To make matters worse, cement plant emissions are often not well-regulated; heavy metals, particulates, and semi-volatile persistent organic pollutants (POPs) such as dioxins and furans (PCDD/PCDF) are released when waste is burned. POPs are what scientists call “forever chemicals”– once they’re released, they are with us forever, traveling long distances and accumulating in our food chain. You can’t put this cat back in the bag. 

Unlike CBI, many are not fooled by this cement industry greenwashing scheme– GAIA delivered a letter to CBI signed by a community of scientists, practitioners in the field of waste management, policy-makers, and 175+ environmental NGOs in 35+ countries, stating their opposition to CBI’s move. Communities across the world impacted by cement kilns are standing in solidarity with one another to fight against this gross mismanagement of climate funding. Ricardo Navarro of Salvadoran Center for Appropriate Technology, El Salvador, a group that has long fought cement kilns, has a message for CBI: “Giving climate bonds to the cement industry for co-generation [co-incineration] is the moral equivalent of giving awards to people who have committed a crime.” 

Enormous amounts of climate finance investments are needed to create the essential just transition as the world faces up to impacts from climate change. In fact, developed countries’ commitment to provide $100 billion a year up to 2025 to do climate reparations to those most affected but least responsible for climate change in the global south is far from being met. There is a stark need to build up climate funds and ratchet up climate action to stay below 1.5 degree Celsius global temperature rise, but it’s important to get it right. This means that we can’t keep giving money to some of the world’s most polluting industries to tinker around the edges, while the problem is at the core. 

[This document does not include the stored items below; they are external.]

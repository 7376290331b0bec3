//! UI module: View components for the TUI.

pub mod diagnosis;
pub mod form;
pub mod sidebar;
pub mod unavailable;

use ratatui::{
    layout::Rect,
    text::{Line, Span},
    widgets::{Block, Borders, Paragraph, Wrap},
    Frame,
};

use crate::tui::styles::MedicalTheme;

pub fn render_header(f: &mut Frame, area: Rect) {
    let header = Paragraph::new(Line::from(vec![
        Span::styled(" Cytoscan", MedicalTheme::title()),
        Span::styled(" │ k-NN Breast Tissue Diagnostics", MedicalTheme::text_secondary()),
    ]))
    .block(
        Block::default()
            .borders(Borders::BOTTOM)
            .border_style(MedicalTheme::border()),
    );

    f.render_widget(header, area);
}

pub fn render_disclaimer(f: &mut Frame, area: Rect) {
    let text = vec![Line::from(vec![Span::styled(
        "DISCLAIMER: Indicative output of a statistical model. It does not replace professional medical evaluation.",
        MedicalTheme::text_muted(),
    )])];

    let block = Block::default()
        .borders(Borders::TOP)
        .border_style(MedicalTheme::border());

    let p = Paragraph::new(text).block(block).wrap(Wrap { trim: true });

    f.render_widget(p, area);
}
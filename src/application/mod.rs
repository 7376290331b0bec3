//! Application layer: Use cases.
//!
//! Orchestrates the domain types with the `Normalizer` and `Classifier`
//! ports to turn a feature vector into a diagnosis.

mod inference;

pub use inference::{InferenceService, PipelineError};
//! Classifier port: Trait for the fitted classification model.

/// Errors raised while classifying a normalized sample.
#[derive(Debug, Clone, PartialEq, thiserror::Error)]
pub enum InferenceError {
    #[error("classifier expects {expected} features, got {actual}")]
    DimensionMismatch { expected: usize, actual: usize },

    #[error("non-finite input at feature {index}")]
    NonFiniteInput { index: usize },

    #[error("classifier has no training samples")]
    EmptyModel,

    #[error("classifier returned label {0}, expected 0 or 1")]
    UnexpectedLabel(i64),

    #[error("classifier failed: {0}")]
    Internal(String),
}

/// A fitted model mapping a normalized sample to a discrete class label.
pub trait Classifier: Send + Sync {
    /// Number of features the model was fit on.
    fn n_features(&self) -> usize;

    /// Predict the class of one normalized sample.
    ///
    /// # Errors
    /// Returns `InferenceError` on dimension mismatch or internal failure.
    fn predict(&self, sample: &[f64]) -> Result<i64, InferenceError>;

    /// Predict the class together with the share of support it received.
    ///
    /// The default reports no support figure.
    ///
    /// # Errors
    /// Same as [`Classifier::predict`].
    fn predict_with_support(&self, sample: &[f64]) -> Result<(i64, Option<f64>), InferenceError> {
        self.predict(sample).map(|class| (class, None))
    }
}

Macerl took over his family’s farm, but began raising sheep when air pollution made growing crops impossible. (Photo: Goldman Environmental Prize)

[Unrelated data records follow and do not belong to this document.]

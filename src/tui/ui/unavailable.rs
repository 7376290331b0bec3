//! Blocking screen shown when the model assets could not be loaded.

use ratatui::{
    layout::{Alignment, Rect},
    text::{Line, Span},
    widgets::{Block, Borders, Paragraph, Wrap},
    Frame,
};

use crate::adapters::AssetError;
use crate::tui::styles::MedicalTheme;

pub fn render_unavailable(
    f: &mut Frame,
    area: Rect,
    error: &AssetError,
    scaler_path: &str,
    model_path: &str,
) {
    let (heading, style) = match error {
        AssetError::NotFound { .. } => ("! Model assets not found", MedicalTheme::warning()),
        AssetError::Deserialization { .. } => {
            ("! Model assets could not be loaded", MedicalTheme::danger())
        }
    };

    let lines = vec![
        Line::from(""),
        Line::from(Span::styled(heading, style)),
        Line::from(""),
        Line::from(Span::styled(error.to_string(), MedicalTheme::text())),
        Line::from(""),
        Line::from(Span::styled(
            "The diagnostic form is disabled. Expected artifacts:",
            MedicalTheme::text_secondary(),
        )),
        Line::from(Span::styled(format!("scaler     {scaler_path}"), MedicalTheme::info())),
        Line::from(Span::styled(format!("classifier {model_path}"), MedicalTheme::info())),
        Line::from(""),
        Line::from(vec![
            Span::styled("[Esc] ", MedicalTheme::key_hint()),
            Span::styled("Quit", MedicalTheme::key_desc()),
        ]),
    ];

    let content = Paragraph::new(lines)
        .alignment(Alignment::Center)
        .wrap(Wrap { trim: true })
        .block(
            Block::default()
                .title(Span::styled(" Diagnostics Unavailable ", MedicalTheme::subtitle()))
                .borders(Borders::ALL)
                .border_style(style),
        );

    f.render_widget(content, area);
}
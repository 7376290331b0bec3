//! TUI module: Terminal User Interface using Ratatui.
//!
//! Provides a medical-themed interface for:
//! - Entering the 30 tissue measurements
//! - Running a diagnostic and reading the result
//! - Reporting missing or unreadable model assets

mod app;
mod styles;
mod ui;

pub use app::{App, Availability};
pub use styles::MedicalTheme;
pub use ui::diagnosis::DiagnosisState;
pub use ui::form::MeasurementFormState;
pub use ui::sidebar::ModelSummary;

CBI and other climate financing institutions have a tremendous responsibility to cut through the industry greenwashing and make sure funding is going to the right place, and they are failing. If they approve this draft financing criteria for the cement industry, their reputation is on the line and they will appear to be an industry puppet instead of the independent judge that they are claiming to be. The cement industry, as one of the most polluting industries on the planet (with a long track record of human rights abuses), should not be incentivized to tinker at the margins. That’s the same as subsidizing the fossil fuel industry to make “slightly less polluting” gasoline. 

The solutions to both waste, the cement industry and climate change are right in front of us, and they are fast, cheap and affordable; switching to reusable alternatives, funding innovation in green building materials, and financing better separate collection, recycling, and composting can all have a tremendous impact on our climate. 

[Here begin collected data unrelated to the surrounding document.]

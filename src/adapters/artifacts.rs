//! Model asset loader.
//!
//! Deserializes the scaler and classifier exports once per process and
//! hands them out as a shared, read-only [`ModelAssets`].

use std::fs;
use std::path::{Path, PathBuf};
use std::sync::{Arc, OnceLock};

use serde::de::DeserializeOwned;

use super::knn::{KnnArtifact, KnnClassifier};
use super::manifest::IntegrityPolicy;
use super::scaler::{FeatureScaler, ScalerArtifact};
use crate::application::InferenceService;

/// Default scaler artifact, relative to the working directory.
pub const DEFAULT_SCALER_PATH: &str = "scaler.json";

/// Default classifier artifact, relative to the working directory.
pub const DEFAULT_MODEL_PATH: &str = "knn_model.json";

/// Errors raised while loading model assets.
///
/// Both variants are non-fatal: the application shows them and disables
/// the form.
#[derive(Debug, Clone, PartialEq, Eq, thiserror::Error)]
pub enum AssetError {
    #[error("artifact not found: {}", path.display())]
    NotFound { path: PathBuf },

    #[error("failed to load {}: {reason}", path.display())]
    Deserialization { path: PathBuf, reason: String },
}

impl AssetError {
    #[must_use]
    pub fn path(&self) -> &Path {
        match self {
            Self::NotFound { path } | Self::Deserialization { path, .. } => path,
        }
    }

    fn deserialization(path: &Path, reason: impl Into<String>) -> Self {
        Self::Deserialization {
            path: path.to_path_buf(),
            reason: reason.into(),
        }
    }
}

/// The loaded scaler and classifier pair.
#[derive(Debug, Clone)]
pub struct ModelAssets {
    pub scaler: Arc<FeatureScaler>,
    pub classifier: Arc<KnnClassifier>,
}

impl ModelAssets {
    /// Build the inference pipeline over these assets.
    #[must_use]
    pub fn inference_service(&self) -> InferenceService<FeatureScaler, KnnClassifier> {
        InferenceService::new(self.scaler.clone(), self.classifier.clone())
    }
}

/// Load both artifacts.
///
/// Existence of both files is checked before either is parsed, so a missing
/// file is always reported as `NotFound`.
///
/// # Errors
/// Returns `AssetError::NotFound` if either path does not exist, and
/// `AssetError::Deserialization` if a file cannot be read, fails its
/// integrity check or does not describe a valid model.
pub fn load_assets(
    scaler_path: &Path,
    model_path: &Path,
    policy: &IntegrityPolicy,
) -> Result<ModelAssets, AssetError> {
    for path in [scaler_path, model_path] {
        if !path.exists() {
            tracing::warn!(path = %path.display(), "Model artifact not found");
            return Err(AssetError::NotFound {
                path: path.to_path_buf(),
            });
        }
    }

    let scaler_artifact: ScalerArtifact = read_artifact(scaler_path, policy)?;
    let scaler = FeatureScaler::from_artifact(scaler_artifact)
        .map_err(|reason| AssetError::deserialization(scaler_path, reason))?;

    let knn_artifact: KnnArtifact = read_artifact(model_path, policy)?;
    let classifier = KnnClassifier::from_artifact(knn_artifact)
        .map_err(|reason| AssetError::deserialization(model_path, reason))?;

    tracing::info!(
        scaler = %scaler_path.display(),
        model = %model_path.display(),
        scaler_kind = scaler.kind(),
        n_neighbors = classifier.n_neighbors(),
        n_samples = classifier.n_samples(),
        "Loaded model assets"
    );

    Ok(ModelAssets {
        scaler: Arc::new(scaler),
        classifier: Arc::new(classifier),
    })
}

fn read_artifact<T: DeserializeOwned>(path: &Path, policy: &IntegrityPolicy) -> Result<T, AssetError> {
    policy
        .verify(path)
        .map_err(|reason| AssetError::deserialization(path, reason))?;

    let bytes = fs::read(path).map_err(|e| AssetError::deserialization(path, e.to_string()))?;
    serde_json::from_slice(&bytes).map_err(|e| AssetError::deserialization(path, e.to_string()))
}

/// Process-lifetime cache around [`load_assets`].
///
/// The first call to [`AssetLoader::load`] performs the load; every later
/// call returns the same outcome (including the same `Arc`).
pub struct AssetLoader {
    scaler_path: PathBuf,
    model_path: PathBuf,
    policy: IntegrityPolicy,
    cached: OnceLock<Result<Arc<ModelAssets>, AssetError>>,
}

impl AssetLoader {
    #[must_use]
    pub fn new(scaler_path: impl Into<PathBuf>, model_path: impl Into<PathBuf>) -> Self {
        Self {
            scaler_path: scaler_path.into(),
            model_path: model_path.into(),
            policy: IntegrityPolicy::unsigned(),
            cached: OnceLock::new(),
        }
    }

    #[must_use]
    pub fn with_policy(mut self, policy: IntegrityPolicy) -> Self {
        self.policy = policy;
        self
    }

    #[must_use]
    pub fn scaler_path(&self) -> &Path {
        &self.scaler_path
    }

    #[must_use]
    pub fn model_path(&self) -> &Path {
        &self.model_path
    }

    /// Load the assets, or return the cached outcome of the first load.
    ///
    /// # Errors
    /// See [`load_assets`].
    pub fn load(&self) -> Result<Arc<ModelAssets>, AssetError> {
        self.cached
            .get_or_init(|| {
                load_assets(&self.scaler_path, &self.model_path, &self.policy).map(Arc::new)
            })
            .clone()
    }
}

impl Default for AssetLoader {
    fn default() -> Self {
        Self::new(DEFAULT_SCALER_PATH, DEFAULT_MODEL_PATH)
    }
}

#[cfg(test)]
mod tests {
    use super::*;

    const SCALER_JSON: &str = r#"{
        "format_version": 1, "kind": "standard",
        "mean": [0.0, 0.0], "scale": [1.0, 1.0]
    }"#;

    const MODEL_JSON: &str = r#"{
        "format_version": 1, "kind": "k_neighbors", "n_neighbors": 1,
        "classes": [0, 1], "fit_x": [[0.0, 0.0], [1.0, 1.0]], "fit_y": [0, 1]
    }"#;

    fn write_pair(dir: &Path, scaler: &[u8], model: &[u8]) -> (PathBuf, PathBuf) {
        let s = dir.join("scaler.json");
        let m = dir.join("knn_model.json");
        fs::write(&s, scaler).expect("Should write");
        fs::write(&m, model).expect("Should write");
        (s, m)
    }

    #[test]
    fn test_loads_valid_pair() {
        let dir = tempfile::tempdir().expect("tempdir");
        let (s, m) = write_pair(dir.path(), SCALER_JSON.as_bytes(), MODEL_JSON.as_bytes());
        let assets = load_assets(&s, &m, &IntegrityPolicy::unsigned()).expect("Should load");
        assert_eq!(assets.classifier.n_samples(), 2);
    }

    #[test]
    fn test_missing_files_are_not_found() {
        let dir = tempfile::tempdir().expect("tempdir");
        let (s, _) = write_pair(dir.path(), SCALER_JSON.as_bytes(), MODEL_JSON.as_bytes());
        let missing = dir.path().join("absent.json");

        let err = load_assets(&s, &missing, &IntegrityPolicy::unsigned()).expect_err("Missing model");
        assert_eq!(err, AssetError::NotFound { path: missing.clone() });

        let err = load_assets(&missing, &s, &IntegrityPolicy::unsigned()).expect_err("Missing scaler");
        assert!(matches!(err, AssetError::NotFound { .. }));
    }

    #[test]
    fn test_random_bytes_fail_to_deserialize() {
        let dir = tempfile::tempdir().expect("tempdir");
        let garbage: Vec<u8> = (0..256u32).map(|i| (i * 37 % 251) as u8).collect();
        let (s, m) = write_pair(dir.path(), SCALER_JSON.as_bytes(), &garbage);
        let err = load_assets(&s, &m, &IntegrityPolicy::unsigned()).expect_err("Garbage model");
        assert!(matches!(err, AssetError::Deserialization { ref path, .. } if path == &m));
    }

    #[test]
    fn test_wrong_artifact_kind_fails_to_deserialize() {
        let dir = tempfile::tempdir().expect("tempdir");
        // Scaler and model swapped.
        let (s, m) = write_pair(dir.path(), MODEL_JSON.as_bytes(), SCALER_JSON.as_bytes());
        let err = load_assets(&s, &m, &IntegrityPolicy::unsigned()).expect_err("Swapped files");
        assert!(matches!(err, AssetError::Deserialization { .. }));
    }

    #[test]
    fn test_loader_caches_first_outcome() {
        let dir = tempfile::tempdir().expect("tempdir");
        let (s, m) = write_pair(dir.path(), SCALER_JSON.as_bytes(), MODEL_JSON.as_bytes());
        let loader = AssetLoader::new(&s, &m);

        let first = loader.load().expect("Should load");
        fs::remove_file(&m).expect("Should remove");
        let second = loader.load().expect("Cached result");
        assert!(Arc::ptr_eq(&first, &second));
    }

    #[test]
    fn test_loader_caches_failure() {
        let dir = tempfile::tempdir().expect("tempdir");
        let loader = AssetLoader::new(dir.path().join("scaler.json"), dir.path().join("knn_model.json"));
        assert!(loader.load().is_err());

        write_pair(dir.path(), SCALER_JSON.as_bytes(), MODEL_JSON.as_bytes());
        assert!(matches!(loader.load(), Err(AssetError::NotFound { .. })));
    }
}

Big Cement likes to make it seem like their industry is as solid, inevitable, and immovable as the concrete walls that are increasingly closing in on us. But this is simply not true, and Uroš Macerl can prove it: after years of battling in the courts, national authorities ordered Lafarge to halt production in Zasavje in 2015. Since the plant’s shutdown, the spruce trees are growing again on Uroš farm. Migrating birds that hadn’t been spotted in the region in decades have since returned. 

Let’s put our money on a liveable future, not a concrete block. 

If the cement industry were a country, it would be the third largest GHG emitter in the world. To make matters worse, the Climate Bonds Initiative (CBI), an organization that recommends where money should go to fight climate change, is considering supporting burning waste in cement kilns instead of financing green building alternatives. Far from fixing the industry’s climate impact, financing cement kiln waste-burning would just replace one fossil-based fuel with another (plastic waste is made of fossil fuels), causing toxic pollution that threatens public health, human rights, and the planet. If CBI moves forward as planned, millions of dollars meant for climate mitigation will prop up one of the world’s most climate-polluting industries. A public letter signed by a community of scientists, practitioners in the field of waste management, policy-makers, and environmental NGOs demands that CBI not move forward with this disastrous plan.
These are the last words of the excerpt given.